━━━ EXTRACTED RECORDS
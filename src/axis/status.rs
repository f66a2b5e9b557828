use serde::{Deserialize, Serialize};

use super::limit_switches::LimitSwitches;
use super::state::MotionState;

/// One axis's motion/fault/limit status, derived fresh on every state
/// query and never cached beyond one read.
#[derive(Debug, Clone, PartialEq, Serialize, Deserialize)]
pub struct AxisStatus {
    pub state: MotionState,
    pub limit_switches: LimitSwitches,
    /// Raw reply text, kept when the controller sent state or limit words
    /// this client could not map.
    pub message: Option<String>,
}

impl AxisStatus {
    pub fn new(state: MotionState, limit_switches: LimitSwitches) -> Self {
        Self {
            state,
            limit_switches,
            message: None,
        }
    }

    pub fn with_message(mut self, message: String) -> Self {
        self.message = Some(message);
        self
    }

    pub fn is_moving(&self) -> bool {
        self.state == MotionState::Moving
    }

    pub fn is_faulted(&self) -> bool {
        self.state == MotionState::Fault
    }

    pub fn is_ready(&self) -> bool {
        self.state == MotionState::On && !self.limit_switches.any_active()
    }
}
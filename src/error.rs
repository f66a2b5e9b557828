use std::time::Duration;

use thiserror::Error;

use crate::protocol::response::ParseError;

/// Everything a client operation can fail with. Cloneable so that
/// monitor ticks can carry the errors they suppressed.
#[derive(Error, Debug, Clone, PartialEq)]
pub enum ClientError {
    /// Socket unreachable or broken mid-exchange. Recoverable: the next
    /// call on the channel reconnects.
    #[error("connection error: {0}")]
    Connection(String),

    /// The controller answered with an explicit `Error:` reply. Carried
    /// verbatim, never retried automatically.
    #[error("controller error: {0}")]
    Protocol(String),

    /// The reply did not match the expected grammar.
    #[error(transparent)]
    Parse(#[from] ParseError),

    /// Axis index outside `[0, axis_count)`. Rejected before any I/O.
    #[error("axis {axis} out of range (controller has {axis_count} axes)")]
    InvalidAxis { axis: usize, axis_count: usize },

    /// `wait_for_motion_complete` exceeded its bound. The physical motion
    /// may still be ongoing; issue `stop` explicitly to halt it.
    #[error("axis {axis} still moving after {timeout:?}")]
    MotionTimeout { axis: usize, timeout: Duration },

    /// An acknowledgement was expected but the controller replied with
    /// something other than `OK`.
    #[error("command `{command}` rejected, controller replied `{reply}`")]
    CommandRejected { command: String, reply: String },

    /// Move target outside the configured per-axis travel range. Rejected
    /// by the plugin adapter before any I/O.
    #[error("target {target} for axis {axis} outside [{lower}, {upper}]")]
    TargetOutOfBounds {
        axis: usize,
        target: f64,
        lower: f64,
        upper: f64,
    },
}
━━━━━━
━━━ EXTRACTED RECORDS
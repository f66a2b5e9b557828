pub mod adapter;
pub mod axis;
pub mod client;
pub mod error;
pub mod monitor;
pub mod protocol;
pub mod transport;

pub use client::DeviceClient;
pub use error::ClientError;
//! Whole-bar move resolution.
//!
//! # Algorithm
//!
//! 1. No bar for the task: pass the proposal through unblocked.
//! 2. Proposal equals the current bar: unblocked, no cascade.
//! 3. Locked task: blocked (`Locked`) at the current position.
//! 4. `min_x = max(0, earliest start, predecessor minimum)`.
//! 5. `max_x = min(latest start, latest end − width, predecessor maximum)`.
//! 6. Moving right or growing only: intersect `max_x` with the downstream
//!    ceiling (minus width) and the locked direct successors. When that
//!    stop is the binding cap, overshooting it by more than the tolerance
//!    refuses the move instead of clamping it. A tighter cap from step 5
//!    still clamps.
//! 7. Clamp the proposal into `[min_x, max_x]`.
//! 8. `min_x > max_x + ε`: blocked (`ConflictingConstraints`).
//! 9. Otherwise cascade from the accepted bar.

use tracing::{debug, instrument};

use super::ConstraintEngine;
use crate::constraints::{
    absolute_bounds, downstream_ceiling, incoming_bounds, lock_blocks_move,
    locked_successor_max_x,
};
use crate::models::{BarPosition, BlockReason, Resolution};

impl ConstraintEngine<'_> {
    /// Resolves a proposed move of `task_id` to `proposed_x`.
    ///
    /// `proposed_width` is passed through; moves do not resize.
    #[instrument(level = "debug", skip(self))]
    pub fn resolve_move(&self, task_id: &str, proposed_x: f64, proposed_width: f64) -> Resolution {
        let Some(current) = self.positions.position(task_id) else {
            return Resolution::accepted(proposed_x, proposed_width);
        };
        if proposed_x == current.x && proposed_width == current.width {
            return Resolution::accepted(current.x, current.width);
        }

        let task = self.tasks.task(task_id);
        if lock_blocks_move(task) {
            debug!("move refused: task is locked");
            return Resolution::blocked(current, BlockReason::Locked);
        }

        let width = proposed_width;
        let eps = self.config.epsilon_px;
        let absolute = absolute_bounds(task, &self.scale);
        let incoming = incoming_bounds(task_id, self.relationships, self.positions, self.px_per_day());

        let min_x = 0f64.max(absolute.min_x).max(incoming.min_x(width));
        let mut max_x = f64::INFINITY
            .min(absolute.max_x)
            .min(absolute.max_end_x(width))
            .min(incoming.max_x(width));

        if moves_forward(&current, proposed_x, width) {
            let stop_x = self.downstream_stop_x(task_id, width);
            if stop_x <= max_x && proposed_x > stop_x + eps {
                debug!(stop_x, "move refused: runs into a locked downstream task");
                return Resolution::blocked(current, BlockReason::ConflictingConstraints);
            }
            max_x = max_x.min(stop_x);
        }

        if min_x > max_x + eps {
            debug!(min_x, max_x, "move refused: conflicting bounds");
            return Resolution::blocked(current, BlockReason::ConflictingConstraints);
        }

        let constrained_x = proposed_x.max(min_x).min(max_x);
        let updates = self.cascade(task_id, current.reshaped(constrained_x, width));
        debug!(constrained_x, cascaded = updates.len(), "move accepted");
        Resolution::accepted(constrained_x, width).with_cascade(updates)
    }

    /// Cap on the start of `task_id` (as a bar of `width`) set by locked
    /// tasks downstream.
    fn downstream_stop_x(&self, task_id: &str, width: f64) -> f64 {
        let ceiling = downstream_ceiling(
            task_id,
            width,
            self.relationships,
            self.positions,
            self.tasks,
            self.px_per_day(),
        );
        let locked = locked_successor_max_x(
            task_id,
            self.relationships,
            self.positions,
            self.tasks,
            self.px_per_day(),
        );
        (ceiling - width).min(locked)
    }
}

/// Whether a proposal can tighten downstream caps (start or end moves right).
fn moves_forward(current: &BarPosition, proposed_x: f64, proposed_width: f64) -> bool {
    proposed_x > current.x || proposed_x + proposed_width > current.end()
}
━━━━━━
■ WHAT TO PRODUCE ■
From the data above, reproduce word for word the lines running from the line with "usize, axis_count: usize" to the line with "controller replied with", ends included.

■ RESPONSE AREA ■
    InvalidAxis { axis: usize, axis_count: usize },

    /// `wait_for_motion_complete` exceeded its bound. The physical motion
    /// may still be ongoing; issue `stop` explicitly to halt it.
    #[error("axis {axis} still moving after {timeout:?}")]
    MotionTimeout { axis: usize, timeout: Duration },

    /// An acknowledgement was expected but the controller replied with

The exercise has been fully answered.